TL;DR
I want to use a large list of compounds for materials discovery (scoring/ranking the compounds), and I have a working implementation (see below), but I’m not sure if I’m looking at the right measure for stability, I haven’t figured out how to exclude certain compounds, and many fewer entries (~200k) are returned via the Python API Client compared with what I expected based on the GUI results (~8M)

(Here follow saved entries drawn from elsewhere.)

use std::sync::Arc;

use axum::{
    Json,
    body::Bytes,
    extract::{Path, State},
    http::StatusCode,
    response::{IntoResponse, Response},
};
use serde::Serialize;
use serde::de::DeserializeOwned;

use crate::model::{Channel, Playlist, generate_id, unix_now};
use crate::storage::Storage;
use crate::{bad_request, server_error};

#[derive(Clone)]
pub struct AppState {
    pub storage: Arc<Storage>,
}

impl AppState {
    pub fn new(storage: Storage) -> Self {
        AppState {
            storage: Arc::new(storage),
        }
    }
}

#[derive(Debug, Serialize)]
pub struct OkResponse {
    pub ok: &'static str,
}

fn success<T: Serialize>(data: T) -> Response {
    (StatusCode::OK, Json(data)).into_response()
}

fn ok(verb: &'static str) -> Response {
    success(OkResponse { ok: verb })
}

// Bodies are decoded regardless of Content-Type so plain fetch() calls work.
// A bare `null` body decodes to the zero value.
fn decode<T: DeserializeOwned + Default>(body: &Bytes) -> Result<T, Response> {
    serde_json::from_slice::<Option<T>>(body)
        .map(Option::unwrap_or_default)
        .map_err(|e| {
            tracing::info!(error = %e, "rejected request body");
            bad_request(&e.to_string())
        })
}

/// Playlist id addressed by a `/api/playlists/...` path: its last non-empty
/// segment, or the empty string when there is none.
pub fn playlist_id_from_path(rest: &str) -> &str {
    rest.rsplit('/').find(|s| !s.is_empty()).unwrap_or("")
}

pub async fn healthcheck() -> Response {
    success(serde_json::json!({ "status": "ok" }))
}

pub async fn get_data(State(state): State<AppState>) -> Response {
    success(state.storage.read_all())
}

pub async fn list_playlists(State(state): State<AppState>) -> Response {
    success(state.storage.playlists())
}

pub async fn upsert_playlist(State(state): State<AppState>, body: Bytes) -> Response {
    let mut playlist: Playlist = match decode(&body) {
        Ok(p) => p,
        Err(resp) => return resp,
    };

    if playlist.id.is_empty() {
        playlist.id = generate_id();
    }
    if playlist.created_at == 0 {
        playlist.created_at = unix_now();
    }

    if let Err(e) = state.storage.upsert_playlist(playlist.clone()) {
        tracing::error!(id = %playlist.id, error = %e, "failed to save playlist");
        return server_error(&e.to_string());
    }

    tracing::info!(id = %playlist.id, channels = playlist.channels.len(), "saved playlist");
    success(playlist)
}

pub async fn delete_playlist(State(state): State<AppState>, Path(rest): Path<String>) -> Response {
    remove_playlist(&state, playlist_id_from_path(&rest))
}

pub async fn delete_playlist_without_id(State(state): State<AppState>) -> Response {
    remove_playlist(&state, "")
}

fn remove_playlist(state: &AppState, id: &str) -> Response {
    if let Err(e) = state.storage.delete_playlist(id) {
        tracing::error!(id = %id, error = %e, "failed to delete playlist");
        return server_error(&e.to_string());
    }

    tracing::info!(id = %id, "deleted playlist");
    ok("deleted")
}

pub async fn list_history(State(state): State<AppState>) -> Response {
    success(state.storage.history())
}

pub async fn record_history(State(state): State<AppState>, body: Bytes) -> Response {
    let mut channel: Channel = match decode(&body) {
        Ok(c) => c,
        Err(resp) => return resp,
    };

    if channel.id.is_empty() {
        channel.id = generate_id();
    }
    channel.added_at = unix_now();

    if let Err(e) = state.storage.record_history(channel.clone()) {
        tracing::error!(url = %channel.url, error = %e, "failed to record history");
        return server_error(&e.to_string());
    }

    tracing::info!(url = %channel.url, "recorded history entry");
    success(channel)
}

pub async fn clear_history(State(state): State<AppState>) -> Response {
    if let Err(e) = state.storage.clear_history() {
        tracing::error!(error = %e, "failed to clear history");
        return server_error(&e.to_string());
    }

    tracing::info!("cleared history");
    ok("cleared")
}
use std::path::PathBuf;

use thiserror::Error;

#[derive(Debug, Error)]
pub enum StorageError {
    #[error("failed to encode store: {0}")]
    Encode(#[from] serde_json::Error),
    #[error("failed to write {}: {source}", .path.display())]
    Write {
        path: PathBuf,
        #[source]
        source: std::io::Error,
    },
}

impl StorageError {
    pub(crate) fn write(path: impl Into<PathBuf>, source: std::io::Error) -> Self {
        StorageError::Write {
            path: path.into(),
            source,
        }
    }
}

EDIT: using conda-forge 0.10.4
to install produces only ~200k whereas using pip 0.10.4
produces the expected ~8M.
My Goal
Great resource! I was looking into using OPTIMADE, but ran into issues with quite a few of the APIs failing (which will hopefully resolve at some point in the future). After some discussion, I decided that NOMAD would be a really good resource to use directly instead. The main appeal for me is to get a list of candidates for materials discovery. Pulling chemical formulas from databases such as NOMAD seemed more fruitful than generating random compositions. After getting this list, I can then rank/sort based on a trade-off of their predicted performance and novelty using the DiSCoVeR algorithm (disclaimer: I am one of the authors). This is similar to what Bayesian optimization does in suggesting points that handle the trade-off between exploration and exploitation, except that DiSCoVeR puts specific emphasis on chemical novelty. In other words, I want to perform materials discovery based on a list of candidate compounds. The fact that NOMAD stands for “Novel Materials Discovery” is extra persuasive for me
What I Tried
I saw that NOMAD takes OPTIMADE search queries, and that for a GUI-based search query (at least if the “entries” tab is selected), you can press the <>
button to see the corresponding code. Without any search terms, I get the following:
from nomad import client, config
config.client.url = 'http://nomad-lab.eu/prod/rae/api'
results = client.query_archive(query={
'domain': 'dft'})
print(results)
I looked through the dropdown list of possible quantity=value
combinations.
I found NOMAD Meta Info and started browsing through the items there (really cool once I figured out what to do with the info).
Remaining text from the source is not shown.